Haythem Cherif, le Directeur Général Pays de Yassir Express, confirme l’existence d’un certain flou juridique. L’entreprise algérienne se protège car l’offre de livraison de repas s’effectue à travers un “service informatique”. “C’est de la mise en relation. Nous proposons trois solutions, une pour les clients, une pour les restaurants et une pour les livreurs. Chaque partie est libre de s’inscrire sur l’application correspondante”, détaille le manager.
Il considère d’ailleurs que les plateformes préfèrent avoir recours aux 3PL car ces entreprises seraient pénalisées “fiscalement” si un cadre légal était établi.
“On parle de détournement de fonds, de faillite, de dumping [ndlr : vente à perte] avec certaines entreprises. Financièrement, ça n'arrangeait personne que le droit des travailleurs soit respecté et que les statuts juridiques soient fixés. Mais nous avons un devoir moral et éthique de protéger nos employés, même (...) indirectement”, déclare-t-il.
L’avocat Elyes Chafter confirme qu’il est urgent d’établir une base juridique solide autour de ce statut d’indépendant et “de repenser tout le système des prestataires indépendants et le système fiscal tunisien”.
Il y a quelques semaines à Tunis, les représentant·es des principaux acteurs du secteur, dont Yassir Express et Glovo se sont réuni·es lors d’un événement pour entamer des discussions sur le futur de cette industrie.

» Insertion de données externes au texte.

//! Background workers. Each one loops until its shutdown channel flips to
//! `true`.

pub mod billing_cycle;
pub mod reconciliation_sweep;

pub use billing_cycle::BillingCycleWorker;
pub use reconciliation_sweep::ReconciliationSweepWorker;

Au menu des conversations : comment instaurer le paiement mobile pour les client·es, garantir de meilleures conditions de travail pour les livreurs et pérenniser les activités des entreprises dans le pays. Malgré le rôle important des 3PL dans la future et potentielle définition du statut de ses travailleurs, ces derniers n’ont pas été invité·es à participer à l’évènement.